Nałęczów to malutkie miasteczko, żyjące głównie z turystów i pensjonariuszy sanatorium. Jak wiele polskich gmin borykało się z zalewem reklam, sklepami wylewającymi się na ulice i chaosem. I jako jedno z niewielu świetnie sobie z tym poradziło.
Recepta na bałagan w przestrzeni miejskiej okazała się bardzo prosta. Władze gminy zaczęły od zlikwidowania wszystkich reklam, stojących na jej terenie. Ich właściciele dostali dwa miesiące na ich usunięcie. Tym, którzy zlekceważyli zarządzenie, reklamy zostały zarekwirowane przez gminne służby. Ale nie zniszczone – można było je odebrać bez ponoszenia kosztów.
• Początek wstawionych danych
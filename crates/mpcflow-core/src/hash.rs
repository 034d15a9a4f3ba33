//! Stable digests of operator graphs and generated programs.
//!
//! Two compilations of the same graph under the same config must produce the
//! same program digest; the manifest records both so runs can be compared.

use blake3::Hasher;
use serde::{Deserialize, Serialize};

use crate::error::{Error, Result};
use crate::graph::OperatorGraph;

#[derive(Debug, Clone, Copy, PartialEq, Eq, Hash, Serialize, Deserialize)]
pub struct Digest(pub [u8; 32]);

impl Digest {
    pub fn to_hex(&self) -> String {
        let mut s = String::with_capacity(64);
        for b in &self.0 {
            use std::fmt::Write as _;
            let _ = write!(&mut s, "{:02x}", b);
        }
        s
    }
}

impl std::fmt::Display for Digest {
    fn fmt(&self, f: &mut std::fmt::Formatter<'_>) -> std::fmt::Result {
        write!(f, "{}", self.to_hex())
    }
}

/// Digest of generated program text.
pub fn program_digest(code: &str) -> Digest {
    Digest(blake3::hash(code.as_bytes()).into())
}

/// Digest of a graph's serialized form (nodes, edges, roots, declared inputs).
pub fn graph_digest(graph: &OperatorGraph) -> Result<Digest> {
    let bytes = serde_json::to_vec(graph).map_err(|e| Error::Hash(e.to_string()))?;
    let mut h = Hasher::new();
    h.update(&bytes);
    Ok(Digest(h.finalize().into()))
}
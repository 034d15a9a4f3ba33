//! YAML → OperatorGraph.
//!
//! Example:
//! ```yaml
//! config:
//!   class_name: sales_report
//!   defer_aggregations: true
//! relations:
//!   - { name: sales, owners: [1], columns: [int, int, int] }
//! inputs: [sales]
//! operators:
//!   - op: select
//!     inputs: [sales]
//!     output: big_sales
//!     condition: { op: ">", left: { col: 2 }, right: { lit: "100" } }
//!   - op: aggregate
//!     inputs: [big_sales]
//!     output: totals
//!     group_by: [0]
//!     columns: [2]
//!     func: sum
//! ```
//!
//! Column references are indices into the operator's input (for joins,
//! `left_key` indexes the first input and `right_key` the second). An
//! operator depends on an earlier operator whose output it reads. A `while`
//! operator lists in `body` the outputs of the operators entered at the start
//! of every iteration; those get loop edges instead of ordinary ones.

use std::collections::{BTreeMap, BTreeSet, HashMap};

use serde::{Deserialize, Serialize};

use mpcflow_core::config::{with_trailing_slash, Backend, CompilerConfig};
use mpcflow_core::error::Error as CoreError;
use mpcflow_core::expr::{CmpOp, Condition};
use mpcflow_core::graph::OperatorGraph;
use mpcflow_core::id::{NodeId, PartyId};
use mpcflow_core::operator::{AggFunc, IoPaths, MathOp, Operator, OperatorKind};
use mpcflow_core::relation::{Relation, RelationRef, Value};
use mpcflow_core::schema::{Column, ColumnType};

use super::DslError;

type Result<T> = std::result::Result<T, DslError>;

#[derive(Debug, Clone, Serialize, Deserialize)]
pub struct GraphDocument {
    #[serde(default)]
    pub config: Option<GraphFileConfig>,
    #[serde(default)]
    pub relations: Vec<RelationDef>,
    #[serde(default)]
    pub inputs: Vec<String>,
    pub operators: Vec<OperatorDef>,
}

/// Per-graph overrides of `CompilerConfig`; unset fields keep the base value.
#[derive(Debug, Clone, Default, Serialize, Deserialize)]
#[serde(default)]
pub struct GraphFileConfig {
    pub backend: Option<Backend>,
    pub class_name: Option<String>,
    pub templates_dir: Option<String>,
    pub data_owner_id: Option<PartyId>,
    pub viff_config_loc: Option<String>,
    pub input_dir: Option<String>,
    pub output_dir: Option<String>,
    pub code_dir: Option<String>,
    pub strict: Option<bool>,
    pub defer_aggregations: Option<bool>,
    pub default_iterations: Option<u32>,
}

impl GraphFileConfig {
    pub fn apply(&self, cfg: &mut CompilerConfig) {
        if let Some(b) = self.backend {
            cfg.backend = b;
        }
        if let Some(ref s) = self.class_name {
            cfg.class_name = s.clone();
        }
        if let Some(ref s) = self.templates_dir {
            cfg.templates_dir = Some(s.clone());
        }
        if let Some(id) = self.data_owner_id {
            cfg.data_owner_id = id;
        }
        if let Some(ref s) = self.viff_config_loc {
            cfg.viff_config_loc = s.clone();
        }
        if let Some(ref s) = self.input_dir {
            cfg.paths.input_dir = with_trailing_slash(s.clone());
        }
        if let Some(ref s) = self.output_dir {
            cfg.paths.output_dir = with_trailing_slash(s.clone());
        }
        if let Some(ref s) = self.code_dir {
            cfg.paths.code_dir = with_trailing_slash(s.clone());
        }
        if let Some(v) = self.strict {
            cfg.strict = v;
        }
        if let Some(v) = self.defer_aggregations {
            cfg.defer_aggregations = v;
        }
        if let Some(n) = self.default_iterations {
            cfg.default_iterations = n;
        }
    }
}

#[derive(Debug, Clone, Serialize, Deserialize)]
pub struct RelationDef {
    pub name: String,
    #[serde(default)]
    pub owners: Vec<PartyId>,
    pub columns: Vec<ColumnType>,
}

#[derive(Debug, Clone, Serialize, Deserialize)]
#[serde(untagged)]
pub enum ValueDef {
    Column { col: usize },
    Literal { lit: String },
}

#[derive(Debug, Clone, Serialize, Deserialize)]
#[serde(untagged)]
pub enum ConditionDef {
    Compare {
        op: CmpOp,
        left: ValueDef,
        right: ValueDef,
    },
    And {
        and: Vec<ConditionDef>,
    },
    Or {
        or: Vec<ConditionDef>,
    },
    Not {
        not: Box<ConditionDef>,
    },
}

#[derive(Debug, Clone, Serialize, Deserialize)]
pub struct MathDef {
    pub inputs: Vec<String>,
    pub output: String,
    pub left: ValueDef,
    pub right: ValueDef,
}

#[derive(Debug, Clone, Serialize, Deserialize)]
#[serde(rename_all = "lowercase", tag = "op")]
pub enum OperatorDef {
    Select {
        inputs: Vec<String>,
        output: String,
        #[serde(default)]
        columns: Vec<usize>,
        #[serde(default)]
        condition: Option<ConditionDef>,
    },
    Project {
        inputs: Vec<String>,
        output: String,
        columns: Vec<usize>,
    },
    Aggregate {
        inputs: Vec<String>,
        output: String,
        #[serde(default)]
        group_by: Vec<usize>,
        columns: Vec<usize>,
        func: AggFunc,
    },
    Join {
        inputs: Vec<String>,
        output: String,
        left_key: usize,
        right_key: usize,
    },
    Add(MathDef),
    Sub(MathDef),
    Mul(MathDef),
    Div(MathDef),
    Union {
        inputs: Vec<String>,
        output: String,
    },
    While {
        inputs: Vec<String>,
        output: String,
        #[serde(default)]
        condition: Option<ConditionDef>,
        #[serde(default)]
        iterations: Option<u32>,
        #[serde(default)]
        body: Vec<String>,
    },
}

impl OperatorDef {
    pub fn inputs(&self) -> &[String] {
        match self {
            OperatorDef::Select { inputs, .. }
            | OperatorDef::Project { inputs, .. }
            | OperatorDef::Aggregate { inputs, .. }
            | OperatorDef::Join { inputs, .. }
            | OperatorDef::Union { inputs, .. }
            | OperatorDef::While { inputs, .. } => inputs,
            OperatorDef::Add(m) | OperatorDef::Sub(m) | OperatorDef::Mul(m) | OperatorDef::Div(m) => {
                &m.inputs
            }
        }
    }

    pub fn output(&self) -> &str {
        match self {
            OperatorDef::Select { output, .. }
            | OperatorDef::Project { output, .. }
            | OperatorDef::Aggregate { output, .. }
            | OperatorDef::Join { output, .. }
            | OperatorDef::Union { output, .. }
            | OperatorDef::While { output, .. } => output,
            OperatorDef::Add(m) | OperatorDef::Sub(m) | OperatorDef::Mul(m) | OperatorDef::Div(m) => {
                &m.output
            }
        }
    }
}

/// Parse a YAML graph document without building it.
pub fn parse_yaml_graph(yaml_src: &str) -> Result<GraphDocument> {
    let doc: GraphDocument = serde_yaml::from_str(yaml_src)?;
    if doc.operators.is_empty() {
        return Err(DslError::Invalid("graph has no operators".into()));
    }
    Ok(doc)
}

/// Parse, apply the document's config section over `base`, and build the
/// graph with the resulting paths.
pub fn load_yaml_graph(
    yaml_src: &str,
    mut base: CompilerConfig,
) -> Result<(OperatorGraph, CompilerConfig)> {
    let doc = parse_yaml_graph(yaml_src)?;
    if let Some(ref file_cfg) = doc.config {
        file_cfg.apply(&mut base);
    }
    let graph = doc.build(&base.paths)?;
    Ok((graph, base))
}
Potem władze wprowadziły nowe, rewolucyjne jak na Polskę, zasady ładu w przestrzeni publicznej. Każda firma może mieć tylko jeden szyld, każda restauracja – najwyżej jeden tzw. potykacz na chodniku przed wejściem. Żadna firma nie może zaklejać okien reklamami, wieszać reklam świetlnych i neonów.
W zamian w ośmiu punktach miasta, na skwerach i skrzyżowaniach, stanęły tablice z mapą miasta. Zostały na niej zaznaczone wszystkie lokale gastronomiczne i usługowe. Dwa razy w roku gmina drukuje na własny koszt mapy papierowe z aktualnymi informacjami. Przedsiębiorcy dostają też darmową przestrzeń na reklamę na stronie internetowej gminy.
Czy to działa?
– Zostało jeszcze kilku autorów tego wielkiego bałaganu. Ale w końcu ich banery też znikną. Jak nie teraz, to w 2019 r. – obiecuje burmistrz Nałęczowa, Andrzej Ćwiek.
Ale w ślady Nałęczowa nieśmiało ruszają inne gminy. Reklam praktycznie nie ma w Baranowie, prace nad podobnymi przepisami trwają w Zamościu i w Lublinie.
Burmistrz Nałęczowa podkreśla jednak, że najważniejsze jest budowanie współodpowiedzialności za wygląd przestrzeni publicznej. Z zawodu jest plastykiem i woli edukować przedsiębiorców, niż ich karać.
– Robiłem dużo zdjęć, spotykałem się z przedsiębiorcami, przytaczałem, mówiłem o bezsensowności plansz reklamowych w dobie internetu – opowiada Andrzej Ćwiek o nałęczowskim przepisie na sukces.